FRUCTUS PIPERIS NIGRI.
Piper nigrum; Black Pepper; F. Poivre noir; G. Schwarzer Pfeffer.
Botanical Origin—Piper nigrum L.—The pepper plant is a perennial climbing shrub, with jointed stems branching dichotomously, and broadly ovate, 5-to 7-nerved, stalked leaves. The slender flower-spikes are opposite the leaves, stalked, and from 3 to 6 inches long; and the fruits are sessile and fleshy.
Piper nigrum is indigenous to the forests of Travancore and Malabar, whence it has been introduced into Sumatra, Java, Borneo, the Malay Peninsula, Siam, the Philippines and the West Indies.
History—Pepper[2144] is one of the spices earliest used by mankind, and although now a commodity of but small importance in comparison with sugar, coffee, and cotton, it was for many ages the staple article of trade between Europe and India. It would require in fact a volume to give a full idea of the prominent importance of pepper during the middle ages.
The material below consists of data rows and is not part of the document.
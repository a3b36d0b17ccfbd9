//! Contract-based validation for session transitions.
//!
//! Contracts define correctness through preconditions and postconditions:
//! {P(state, choice)} apply_choice {Q(before, after)}

use super::action::SessionError;
use super::invariants::{InvariantSet, SessionInvariants};
use super::typestate::{SessionInProgress, SessionView};
use super::types::Choice;
use tracing::{instrument, warn};

// ─────────────────────────────────────────────────────────────
//  Contract Trait
// ─────────────────────────────────────────────────────────────

/// A contract defines preconditions and postconditions for state transitions.
pub trait Contract<S, A> {
    /// Checks preconditions before applying the action.
    fn pre(state: &S, action: &A) -> Result<(), SessionError>;

    /// Checks postconditions after applying the action.
    fn post<T: SessionView>(before: &S, after: &T) -> Result<(), SessionError>;
}

// ─────────────────────────────────────────────────────────────
//  Choice Preconditions
// ─────────────────────────────────────────────────────────────

/// Precondition: a letter must remain to be probed.
pub struct LetterAvailable;

impl LetterAvailable {
    /// Fails with [`SessionError::InvalidState`] once every letter is used.
    #[instrument(skip(session))]
    pub fn check<S: SessionView>(session: &S) -> Result<(), SessionError> {
        if session.step_index() >= session.letters().len() {
            warn!(
                step = session.step_index(),
                letters = session.letters().len(),
                "Choice rejected: session complete"
            );
            Err(SessionError::InvalidState(format!(
                "session is complete ({} of {} letters used)",
                session.step_index(),
                session.letters().len()
            )))
        } else {
            Ok(())
        }
    }
}

// ─────────────────────────────────────────────────────────────
//  Choice Postconditions
// ─────────────────────────────────────────────────────────────

/// Postcondition: the new history is the old one plus exactly one choice.
pub struct HistoryExtended;

impl HistoryExtended {
    /// Returns true if `after` extends `before` by one choice.
    #[instrument(skip(before, after))]
    pub fn holds<B: SessionView, A: SessionView>(before: &B, after: &A) -> bool {
        let old = before.history();
        let new = after.history();
        let valid = new.len() == old.len() + 1 && new.starts_with(old);
        if !valid {
            warn!(before = old.len(), after = new.len(), "History not extended by one");
        }
        valid
    }
}

/// Postcondition: pools never grow along a history prefix.
pub struct PoolsShrink;

impl PoolsShrink {
    /// Returns true if neither pool grew.
    #[instrument(skip(before, after))]
    pub fn holds<B: SessionView, A: SessionView>(before: &B, after: &A) -> bool {
        let left_ok = after.pools().left().len() <= before.pools().left().len();
        let right_ok = after.pools().right().len() <= before.pools().right().len();
        let valid = left_ok && right_ok;
        if !valid {
            warn!(
                left_before = before.pools().left().len(),
                left_after = after.pools().left().len(),
                right_before = before.pools().right().len(),
                right_after = after.pools().right().len(),
                "Pools grew after a choice"
            );
        }
        valid
    }
}

// ─────────────────────────────────────────────────────────────
//  Choice Contract (Pre + Post)
// ─────────────────────────────────────────────────────────────

/// Contract for choice actions.
///
/// Preconditions:
/// - A letter remains
///
/// Postconditions:
/// - History extended by exactly one choice
/// - Pools did not grow
/// - All session invariants hold
pub struct ChoiceContract;

impl Contract<SessionInProgress, Choice> for ChoiceContract {
    fn pre(session: &SessionInProgress, _choice: &Choice) -> Result<(), SessionError> {
        LetterAvailable::check(session)
    }

    fn post<T: SessionView>(before: &SessionInProgress, after: &T) -> Result<(), SessionError> {
        let mut failures = Vec::new();

        if !HistoryExtended::holds(before, after) {
            failures.push("History extended by exactly one choice".to_string());
        }
        if !PoolsShrink::holds(before, after) {
            failures.push("Pools never grow".to_string());
        }
        if let Err(violations) = SessionInvariants::check_all(after) {
            failures.extend(violations.into_iter().map(|v| v.description));
        }

        if failures.is_empty() {
            Ok(())
        } else {
            Err(SessionError::InvariantViolation(format!(
                "Postcondition failed: {}",
                failures.join("; ")
            )))
        }
    }
}
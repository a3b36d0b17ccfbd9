//! Step bound invariant: the history never outruns the letter sequence.

use super::super::SessionView;
use super::Invariant;

/// Invariant: `0 <= step_index <= len(letters)`.
pub struct StepBoundedInvariant;

impl<S: SessionView> Invariant<S> for StepBoundedInvariant {
    fn holds(session: &S) -> bool {
        session.step_index() <= session.letters().len()
    }

    fn description() -> &'static str {
        "Step index never exceeds the letter sequence length"
    }
}
//! Command-line interface for binary_words.

use std::path::PathBuf;

use clap::{Parser, Subcommand};

/// Binary Words - dual-interpretation word reading
#[derive(Parser, Debug)]
#[command(name = "binary_words")]
#[command(about = "Read a spectator's word through Left/Right choices", long_about = None)]
#[command(version)]
pub struct Cli {
    /// Preferences file (defaults to $BINARY_WORDS_PREFS, then binary_words.toml)
    #[arg(long, global = true)]
    pub prefs: Option<PathBuf>,

    /// Extra word lists to load (TOML file of [[lists]] tables)
    #[arg(long, global = true)]
    pub word_lists: Option<PathBuf>,

    /// Subcommand to run
    #[command(subcommand)]
    pub command: Command,
}

/// Available commands
#[derive(Subcommand, Debug)]
pub enum Command {
    /// Print the word lists and letter sequences
    Lists,

    /// Print both pools for a choice string
    Filter {
        /// Word list id
        #[arg(short, long, default_value = "default")]
        list: String,

        /// Letter sequence id
        #[arg(short, long, default_value = "custom")]
        sequence: String,

        /// Choices, e.g. "LRRL"
        #[arg(short, long, default_value = "")]
        choices: String,
    },

    /// Run an interactive session
    Play {
        /// Directory for session exports
        #[arg(long, default_value = ".")]
        export_dir: PathBuf,
    },

    /// Run an interactive two-spectator round
    Spectators,
}
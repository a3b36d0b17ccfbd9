//! User preferences, persisted as TOML.

use std::path::Path;

use derive_getters::Getters;
use derive_more::{Display, Error};
use derive_setters::Setters;
use serde::{Deserialize, Serialize};
use tracing::{debug, info, instrument};

use crate::catalog::{DEFAULT_SEQUENCE_ID, DEFAULT_WORD_LIST_ID};

/// Sequence id recorded when the user typed their own letters.
pub const USER_SEQUENCE_ID: &str = "user";

/// How session exports are named.
#[derive(Debug, Clone, PartialEq, Eq, Getters, Setters, Serialize, Deserialize)]
#[setters(prefix = "with_", into)]
#[serde(default)]
pub struct ExportSettings {
    /// Append a timestamp to the file name.
    include_timestamp: bool,
    /// File name stem, without extension.
    default_filename: String,
}

impl Default for ExportSettings {
    fn default() -> Self {
        Self {
            include_timestamp: true,
            default_filename: "binary-words".to_string(),
        }
    }
}

/// Persisted user preferences.
///
/// Missing fields fall back to their defaults when loading.
#[derive(Debug, Clone, PartialEq, Eq, Getters, Setters, Serialize, Deserialize)]
#[setters(prefix = "with_", into)]
#[serde(default)]
pub struct Preferences {
    /// Last selected word list.
    selected_word_list_id: String,
    /// Last selected letter sequence.
    selected_sequence_id: String,
    /// Letters typed by the user, used when the sequence id is `user`.
    custom_sequence: Option<String>,
    /// Whether psychological profiling is switched on.
    enable_psychological_profiling: bool,
    /// Export naming.
    export_settings: ExportSettings,
}

impl Default for Preferences {
    fn default() -> Self {
        Self {
            selected_word_list_id: DEFAULT_WORD_LIST_ID.to_string(),
            selected_sequence_id: DEFAULT_SEQUENCE_ID.to_string(),
            custom_sequence: None,
            enable_psychological_profiling: false,
            export_settings: ExportSettings::default(),
        }
    }
}

impl Preferences {
    /// Loads preferences from a TOML file.
    #[instrument(skip(path), fields(path = %path.as_ref().display()))]
    pub fn from_file(path: impl AsRef<Path>) -> Result<Self, ConfigError> {
        debug!("Loading preferences from file");
        let content = std::fs::read_to_string(path.as_ref())
            .map_err(|e| ConfigError::new(format!("Failed to read preferences: {}", e)))?;

        let prefs: Self = toml::from_str(&content)
            .map_err(|e| ConfigError::new(format!("Failed to parse preferences: {}", e)))?;

        info!(list = %prefs.selected_word_list_id, sequence = %prefs.selected_sequence_id, "Preferences loaded");
        Ok(prefs)
    }

    /// Loads preferences, or returns defaults if the file does not exist.
    #[instrument(skip(path), fields(path = %path.as_ref().display()))]
    pub fn load_or_default(path: impl AsRef<Path>) -> Result<Self, ConfigError> {
        if path.as_ref().exists() {
            Self::from_file(path)
        } else {
            debug!("No preferences file, using defaults");
            Ok(Self::default())
        }
    }

    /// Writes preferences to a TOML file.
    #[instrument(skip(self, path), fields(path = %path.as_ref().display()))]
    pub fn save(&self, path: impl AsRef<Path>) -> Result<(), ConfigError> {
        let content = toml::to_string_pretty(self)
            .map_err(|e| ConfigError::new(format!("Failed to serialize preferences: {}", e)))?;
        std::fs::write(path.as_ref(), content)
            .map_err(|e| ConfigError::new(format!("Failed to write preferences: {}", e)))?;
        debug!("Preferences saved");
        Ok(())
    }
}

/// Configuration error.
#[derive(Debug, Clone, Display, Error)]
#[display("Config error: {} at {}:{}", message, file, line)]
pub struct ConfigError {
    /// Error message.
    pub message: String,
    /// Line number where error occurred.
    pub line: u32,
    /// Source file where error occurred.
    pub file: &'static str,
}

impl ConfigError {
    /// Creates a new configuration error.
    #[track_caller]
    #[instrument(skip(message))]
    pub fn new(message: String) -> Self {
        let loc = std::panic::Location::caller();
        Self {
            message,
            line: loc.line(),
            file: loc.file(),
        }
    }
}
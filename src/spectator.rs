//! Two-spectator performance mode.
//!
//! Each spectator has their own choice stream, but every choice is folded
//! into the one shared session, in the order the choices arrive.

use derive_getters::Getters;
use serde::{Deserialize, Serialize};
use strum::{Display, EnumIter};
use tracing::{info, instrument};

use crate::engine::{Choice, FilterSession, SessionError, Snapshot};

/// Which spectator made a choice.
#[derive(Debug, Clone, Copy, PartialEq, Eq, Hash, Serialize, Deserialize, Display, EnumIter)]
pub enum Spectator {
    /// Spectator 1.
    #[strum(to_string = "Spectator 1")]
    First,
    /// Spectator 2.
    #[strum(to_string = "Spectator 2")]
    Second,
}

/// Per-spectator choice histories for one round.
#[derive(Debug, Clone, Default, PartialEq, Eq, Getters)]
pub struct SpectatorRound {
    /// Choices made by spectator 1.
    first: Vec<Choice>,
    /// Choices made by spectator 2.
    second: Vec<Choice>,
}

impl SpectatorRound {
    /// Creates an empty round.
    #[instrument]
    pub fn new() -> Self {
        Self::default()
    }

    /// Returns the history for one spectator.
    pub fn history(&self, spectator: Spectator) -> &[Choice] {
        match spectator {
            Spectator::First => &self.first,
            Spectator::Second => &self.second,
        }
    }

    /// Records a choice for `spectator` and applies it to the shared session.
    ///
    /// # Errors
    ///
    /// Returns the session's error if it rejects the choice; the spectator's
    /// history is then left unchanged.
    #[instrument(skip(self, session))]
    pub fn choose(
        &mut self,
        session: &mut FilterSession,
        spectator: Spectator,
        choice: Choice,
    ) -> Result<Snapshot, SessionError> {
        let snapshot = session.apply_choice(choice)?;
        match spectator {
            Spectator::First => self.first.push(choice),
            Spectator::Second => self.second.push(choice),
        }
        info!(
            %spectator,
            choices = self.history(spectator).len(),
            "Spectator choice recorded"
        );
        Ok(snapshot)
    }

    /// Clears both histories and resets the shared session.
    #[instrument(skip(self, session))]
    pub fn reset(&mut self, session: &mut FilterSession) -> Snapshot {
        self.first.clear();
        self.second.clear();
        session.reset()
    }
}

#[cfg(test)]
mod tests {
    use super::*;
    use crate::engine::{LetterSequence, WordList};

    fn session(letters: &str) -> FilterSession {
        FilterSession::with_word_list(
            WordList::new("t", "Test", ["Necessary", "Toothbrush", "Remember"]),
            LetterSequence::new(letters).unwrap(),
        )
    }

    #[test]
    fn test_choices_fold_into_shared_session() {
        let mut session = session("NTR");
        let mut round = SpectatorRound::new();

        round.choose(&mut session, Spectator::First, Choice::Left).unwrap();
        let snap = round
            .choose(&mut session, Spectator::Second, Choice::Right)
            .unwrap();

        assert_eq!(round.first(), &[Choice::Left]);
        assert_eq!(round.second(), &[Choice::Right]);
        assert_eq!(snap.choice_history(), &[Choice::Left, Choice::Right]);
        assert_eq!(*snap.step_index(), 2);
    }

    #[test]
    fn test_rejected_choice_not_recorded() {
        let mut session = session("N");
        let mut round = SpectatorRound::new();

        round.choose(&mut session, Spectator::First, Choice::Left).unwrap();
        assert!(round
            .choose(&mut session, Spectator::Second, Choice::Left)
            .is_err());
        assert!(round.second().is_empty());
    }

    #[test]
    fn test_reset_clears_everything() {
        let mut session = session("NT");
        let mut round = SpectatorRound::new();
        round.choose(&mut session, Spectator::First, Choice::Left).unwrap();

        let snap = round.reset(&mut session);
        assert_eq!(round, SpectatorRound::default());
        assert_eq!(*snap.step_index(), 0);
    }
}
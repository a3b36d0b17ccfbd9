//! Binary Words - terminal front end.

#![warn(missing_docs)]

mod cli;

use std::io::{BufRead, Write};
use std::path::{Path, PathBuf};

use anyhow::Result;
use binary_words::{
    App, Catalog, Choice, PLAY_HELP, PlayInput, Preferences, SPECTATOR_HELP, SpectatorInput,
    SpectatorRound, compute_pools, render_round, render_snapshot,
};
use clap::Parser;
use cli::{Cli, Command};
use tracing::{info, instrument, warn};
use tracing_subscriber::EnvFilter;

const DEFAULT_PREFS_FILE: &str = "binary_words.toml";

fn main() -> Result<()> {
    // Load .env file
    dotenvy::dotenv().ok();

    let cli = Cli::parse();

    tracing_subscriber::fmt()
        .with_env_filter(
            EnvFilter::try_from_default_env().unwrap_or_else(|_| EnvFilter::new("warn")),
        )
        .with_writer(std::io::stderr)
        .init();

    let prefs_path = cli
        .prefs
        .clone()
        .or_else(|| std::env::var_os("BINARY_WORDS_PREFS").map(PathBuf::from))
        .unwrap_or_else(|| PathBuf::from(DEFAULT_PREFS_FILE));

    let mut catalog = Catalog::builtin();
    if let Some(path) = &cli.word_lists {
        catalog.load_word_lists(path)?;
    }

    match cli.command {
        Command::Lists => run_lists(&catalog),
        Command::Filter {
            list,
            sequence,
            choices,
        } => run_filter(&catalog, &list, &sequence, &choices),
        Command::Play { export_dir } => run_play(catalog, &prefs_path, &export_dir),
        Command::Spectators => run_spectators(catalog, &prefs_path),
    }
}

/// Print the catalog
#[instrument(skip(catalog))]
fn run_lists(catalog: &Catalog) -> Result<()> {
    println!("Word lists:");
    for list in catalog.word_lists() {
        println!("  {:<20} {} ({} words)", list.id(), list.name(), list.len());
    }
    println!("Letter sequences:");
    for seq in catalog.sequences() {
        println!("  {:<20} {} [{}]", seq.id(), seq.name(), seq.letters());
    }
    Ok(())
}

/// One-shot engine call
#[instrument(skip(catalog))]
fn run_filter(catalog: &Catalog, list: &str, sequence: &str, choices: &str) -> Result<()> {
    let list = catalog.word_list(list)?;
    let letters = catalog.sequence(sequence)?.letters();
    let history = Choice::parse_sequence(choices)?;

    let pools = compute_pools(list.words(), &history, letters)?;
    println!("Left Pattern ({}): {}", pools.left().len(), pools.left().join(", "));
    println!("Right Pattern ({}): {}", pools.right().len(), pools.right().join(", "));
    Ok(())
}

/// Interactive single-spectator session
#[instrument(skip(catalog))]
fn run_play(catalog: Catalog, prefs_path: &Path, export_dir: &Path) -> Result<()> {
    let preferences = Preferences::load_or_default(prefs_path)?;
    let mut app = App::new(catalog, preferences);
    info!("Starting interactive session");

    println!("{}\n", PLAY_HELP);
    println!("{}", render_snapshot(&app.session().snapshot(), *app.perform_mode()));

    for line in prompt_lines() {
        let input = match line.parse::<PlayInput>() {
            Ok(input) => input,
            Err(e) => {
                println!("! {}", e);
                continue;
            }
        };

        let outcome = match input {
            PlayInput::Choose(choice) => app.apply_choice(choice).map_err(anyhow::Error::from),
            PlayInput::Reset => Ok(app.reset()),
            PlayInput::List(id) => app.select_word_list(&id).map_err(anyhow::Error::from),
            PlayInput::Sequence(id) => app.select_sequence(&id).map_err(anyhow::Error::from),
            PlayInput::Custom(letters) => app
                .set_custom_sequence(&letters)
                .map_err(anyhow::Error::from),
            PlayInput::Perform => {
                app.toggle_perform_mode();
                Ok(app.session().snapshot())
            }
            PlayInput::Export => {
                match app.export(export_dir) {
                    Ok(path) => println!("Exported to {}", path.display()),
                    Err(e) => println!("! {}", e),
                }
                continue;
            }
            PlayInput::Help => {
                println!("{}", PLAY_HELP);
                continue;
            }
            PlayInput::Quit => break,
        };

        match outcome {
            Ok(snapshot) => println!("{}", render_snapshot(&snapshot, *app.perform_mode())),
            Err(e) => println!("! {}", e),
        }
    }

    save_preferences(app.preferences(), prefs_path);
    Ok(())
}

/// Interactive two-spectator round
#[instrument(skip(catalog))]
fn run_spectators(catalog: Catalog, prefs_path: &Path) -> Result<()> {
    let preferences = Preferences::load_or_default(prefs_path)?;
    let mut app = App::new(catalog, preferences);
    let mut round = SpectatorRound::new();
    info!("Starting two-spectator round");

    println!("{}\n", SPECTATOR_HELP);
    println!("{}", render_snapshot(&app.session().snapshot(), false));

    for line in prompt_lines() {
        let outcome = match line.parse::<SpectatorInput>() {
            Ok(SpectatorInput::Choose(spectator, choice)) => {
                round.choose(app.session_mut(), spectator, choice)
            }
            Ok(SpectatorInput::Reset) => Ok(round.reset(app.session_mut())),
            Ok(SpectatorInput::Help) => {
                println!("{}", SPECTATOR_HELP);
                continue;
            }
            Ok(SpectatorInput::Quit) => break,
            Err(e) => {
                println!("! {}", e);
                continue;
            }
        };

        match outcome {
            Ok(snapshot) => {
                println!("{}", render_round(&round));
                println!("{}", render_snapshot(&snapshot, false));
            }
            Err(e) => println!("! {}", e),
        }
    }

    save_preferences(app.preferences(), prefs_path);
    Ok(())
}

/// Writes preferences on exit; a failure is logged, not fatal.
#[instrument(skip(preferences))]
fn save_preferences(preferences: &Preferences, path: &Path) {
    match preferences.save(path) {
        Ok(()) => info!("Preferences saved"),
        Err(e) => warn!(error = %e, "Could not save preferences"),
    }
}

/// Reads stdin line by line, printing a prompt before each read.
fn prompt_lines() -> impl Iterator<Item = String> {
    let stdin = std::io::stdin();
    let mut stdout = std::io::stdout();
    std::iter::from_fn(move || {
        print!("> ");
        stdout.flush().ok()?;
        let mut line = String::new();
        match stdin.lock().read_line(&mut line) {
            Ok(0) | Err(_) => None,
            Ok(_) => Some(line),
        }
    })
}
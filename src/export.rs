//! Writes session snapshots to JSON files.

use std::path::{Path, PathBuf};

use chrono::{DateTime, Utc};
use derive_more::{Display, Error};
use serde::Serialize;
use tracing::{info, instrument};

use crate::engine::{Choice, FilterSession};
use crate::preferences::ExportSettings;

/// A finished or in-progress reading, as written to disk.
#[derive(Debug, Clone, Serialize)]
pub struct SessionExport {
    /// Word list id.
    pub word_list_id: String,
    /// Word list display name.
    pub word_list_name: String,
    /// Letters in the active sequence.
    pub sequence: String,
    /// Choices as a compact string, e.g. `"LRRL"`.
    pub choices: String,
    /// Number of letters used.
    pub step_index: usize,
    /// True once every letter was used.
    pub is_complete: bool,
    /// Left-pattern pool.
    pub left_pool: Vec<String>,
    /// Right-pattern pool.
    pub right_pool: Vec<String>,
    /// When the export was made, if timestamps are enabled.
    #[serde(skip_serializing_if = "Option::is_none")]
    pub exported_at: Option<DateTime<Utc>>,
}

impl SessionExport {
    /// Captures the session.
    ///
    /// # Errors
    ///
    /// Returns [`ExportError`] if no word list is bound.
    #[instrument(skip(session))]
    pub fn capture(
        session: &FilterSession,
        exported_at: Option<DateTime<Utc>>,
    ) -> Result<Self, ExportError> {
        let list = session
            .word_list()
            .ok_or_else(|| ExportError::new("Nothing to export: no word list selected"))?;
        let (left_pool, right_pool) = session.pools().into_parts();

        Ok(Self {
            word_list_id: list.id().clone(),
            word_list_name: list.name().clone(),
            sequence: session.letters().to_string(),
            choices: Choice::format_sequence(session.history()),
            step_index: session.step_index(),
            is_complete: session.is_complete(),
            left_pool,
            right_pool,
            exported_at,
        })
    }
}

/// Builds the export file name for a given time.
#[instrument(skip(settings))]
pub fn export_filename(settings: &ExportSettings, now: DateTime<Utc>) -> String {
    if *settings.include_timestamp() {
        format!(
            "{}-{}.json",
            settings.default_filename(),
            now.format("%Y%m%d-%H%M%S")
        )
    } else {
        format!("{}.json", settings.default_filename())
    }
}

/// Writes the session as pretty JSON into `dir` and returns the file path.
#[instrument(skip(session, settings, dir), fields(dir = %dir.as_ref().display()))]
pub fn export_session(
    session: &FilterSession,
    settings: &ExportSettings,
    dir: impl AsRef<Path>,
) -> Result<PathBuf, ExportError> {
    let now = Utc::now();
    let stamp = settings.include_timestamp().then_some(now);
    let export = SessionExport::capture(session, stamp)?;

    let path = dir.as_ref().join(export_filename(settings, now));
    let json = serde_json::to_string_pretty(&export)
        .map_err(|e| ExportError::new(format!("Failed to serialize session: {}", e)))?;
    std::fs::write(&path, json)
        .map_err(|e| ExportError::new(format!("Failed to write {}: {}", path.display(), e)))?;

    info!(path = %path.display(), "Session exported");
    Ok(path)
}

/// Export error with location tracking.
#[derive(Debug, Clone, Display, Error)]
#[display("Export error: {} at {}:{}", message, file, line)]
pub struct ExportError {
    /// Error message.
    pub message: String,
    /// Line number where error occurred.
    pub line: u32,
    /// Source file where error occurred.
    pub file: &'static str,
}

impl ExportError {
    /// Creates a new export error with caller location tracking.
    #[track_caller]
    #[instrument(skip(message))]
    pub fn new(message: impl Into<String>) -> Self {
        let loc = std::panic::Location::caller();
        Self {
            message: message.into(),
            line: loc.line(),
            file: loc.file(),
        }
    }
}
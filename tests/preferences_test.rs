//! Tests for preference persistence and word list loading.

use std::fs;
use tempfile::TempDir;

use binary_words::{App, Catalog, Preferences, USER_SEQUENCE_ID};

#[test]
fn test_save_then_load() {
    let dir = TempDir::new().expect("Failed to create temp dir");
    let path = dir.path().join("prefs.toml");

    let prefs = Preferences::default()
        .with_selected_word_list_id("months-starsigns")
        .with_selected_sequence_id(USER_SEQUENCE_ID)
        .with_custom_sequence(Some("SEATJK".to_string()))
        .with_enable_psychological_profiling(true);
    prefs.save(&path).expect("Save failed");

    let loaded = Preferences::from_file(&path).expect("Load failed");
    assert_eq!(loaded, prefs);
}

#[test]
fn test_missing_file_gives_defaults() {
    let dir = TempDir::new().expect("Failed to create temp dir");
    let prefs = Preferences::load_or_default(dir.path().join("absent.toml")).expect("Defaults");
    assert_eq!(prefs, Preferences::default());
}

#[test]
fn test_malformed_file_is_an_error() {
    let dir = TempDir::new().expect("Failed to create temp dir");
    let path = dir.path().join("bad.toml");
    fs::write(&path, "selected_word_list_id = [").expect("Write failed");

    let err = Preferences::load_or_default(&path).unwrap_err();
    assert!(err.message.contains("parse"));
}

#[test]
fn test_app_restores_saved_selection() {
    let dir = TempDir::new().expect("Failed to create temp dir");
    let path = dir.path().join("prefs.toml");

    let mut app = App::new(Catalog::builtin(), Preferences::default());
    app.select_word_list("months-starsigns").expect("Known list");
    app.set_custom_sequence("mjas").expect("Valid letters");
    app.preferences().save(&path).expect("Save failed");

    let prefs = Preferences::from_file(&path).expect("Load failed");
    let restored = App::new(Catalog::builtin(), prefs);
    assert_eq!(restored.session().word_list().expect("Bound").id(), "months-starsigns");
    assert_eq!(restored.session().letters().to_string(), "MJAS");
}

#[test]
fn test_load_extra_word_lists() {
    let dir = TempDir::new().expect("Failed to create temp dir");
    let path = dir.path().join("lists.toml");
    fs::write(
        &path,
        r#"
[[lists]]
id = "fruit"
name = "Fruit"
words = ["Apple", "Banana", "Cherry"]

[[lists]]
id = "default"
name = "Clash"
words = ["Nope"]
"#,
    )
    .expect("Write failed");

    let mut catalog = Catalog::builtin();
    let added = catalog.load_word_lists(&path).expect("Load failed");
    assert_eq!(added, 1);
    assert_eq!(catalog.word_list("fruit").expect("Loaded").len(), 3);
    assert_eq!(catalog.word_list("default").expect("Built-in").len(), 10);
}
In the 4th century b.c., Theophrastus noticed the existence of two kinds of pepper (πέπερι), probably the Black Pepper and Long Pepper of modern times. Dioscorides stated pepper to be a production of India, and was acquainted with White Pepper (λευκὸν πέπερι). Pliny’s information on the same subject is curious; he tells us that in his time a pound of long pepper was worth 15, of white 7, and of black pepper 4 denarii; and expresses his astonishment that mankind should so highly esteem pepper, which was neither a sweet taste nor attractive appearance, or any desirable quality besides a certain pungency.
In the Periplus of the Erythrean Sea, written about a.d. 64, it is stated that pepper is exported from Baraké, the shipping place of Nelkunda, in which region, and there only, it grows in great quantity. These have been identified with places on the Malabar Coast between Mangalore and Calicut.[2145]
Long pepper and Black pepper are among the Indian spices on which the Romans levied duty at Alexandria about a.d. 176.[2146]
Cosmas Indicopleustes,[2147] a merchant, and in later life a monk, who wrote about a.d. 540, appears to have visited the Malabar Coast, or at all events had some information about the pepper plant from an eye-witness. It is he who furnishes the first particulars about it, stating that it is a climbing plant, sticking close to high trees like a vine. Its native country he calls Male. [2148] The Arabian authors of the middle ages, as Ibn Khurdádbah (circa a.d. 869-885), Edrisi in the middle of the 12th, and Ibn Batuta in the 14th century, furnished nearly similar accounts.